== PROBLEM STATEMENT ==
State, as one number, how many lines in these records hold "TokenKind".

EXERCISE MATERIAL: Begin

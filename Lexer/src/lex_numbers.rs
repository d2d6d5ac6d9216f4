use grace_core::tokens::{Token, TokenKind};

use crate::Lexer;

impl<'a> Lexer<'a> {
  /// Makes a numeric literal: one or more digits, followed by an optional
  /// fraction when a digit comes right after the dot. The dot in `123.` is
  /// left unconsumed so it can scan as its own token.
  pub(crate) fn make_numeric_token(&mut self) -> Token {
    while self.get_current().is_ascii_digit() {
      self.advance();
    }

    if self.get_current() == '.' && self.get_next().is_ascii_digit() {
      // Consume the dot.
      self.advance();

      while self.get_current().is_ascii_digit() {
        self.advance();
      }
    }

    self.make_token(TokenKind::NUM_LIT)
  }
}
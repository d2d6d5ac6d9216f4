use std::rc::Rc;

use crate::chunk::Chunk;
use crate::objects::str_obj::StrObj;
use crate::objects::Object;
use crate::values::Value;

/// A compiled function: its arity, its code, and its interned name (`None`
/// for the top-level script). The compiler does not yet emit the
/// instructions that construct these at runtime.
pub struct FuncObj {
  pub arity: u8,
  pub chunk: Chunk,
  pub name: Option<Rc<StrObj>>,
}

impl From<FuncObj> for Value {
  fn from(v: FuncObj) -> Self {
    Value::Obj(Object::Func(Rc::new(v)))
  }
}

EXERCISE MATERIAL: End

== THE COMPLETED TASK ==
2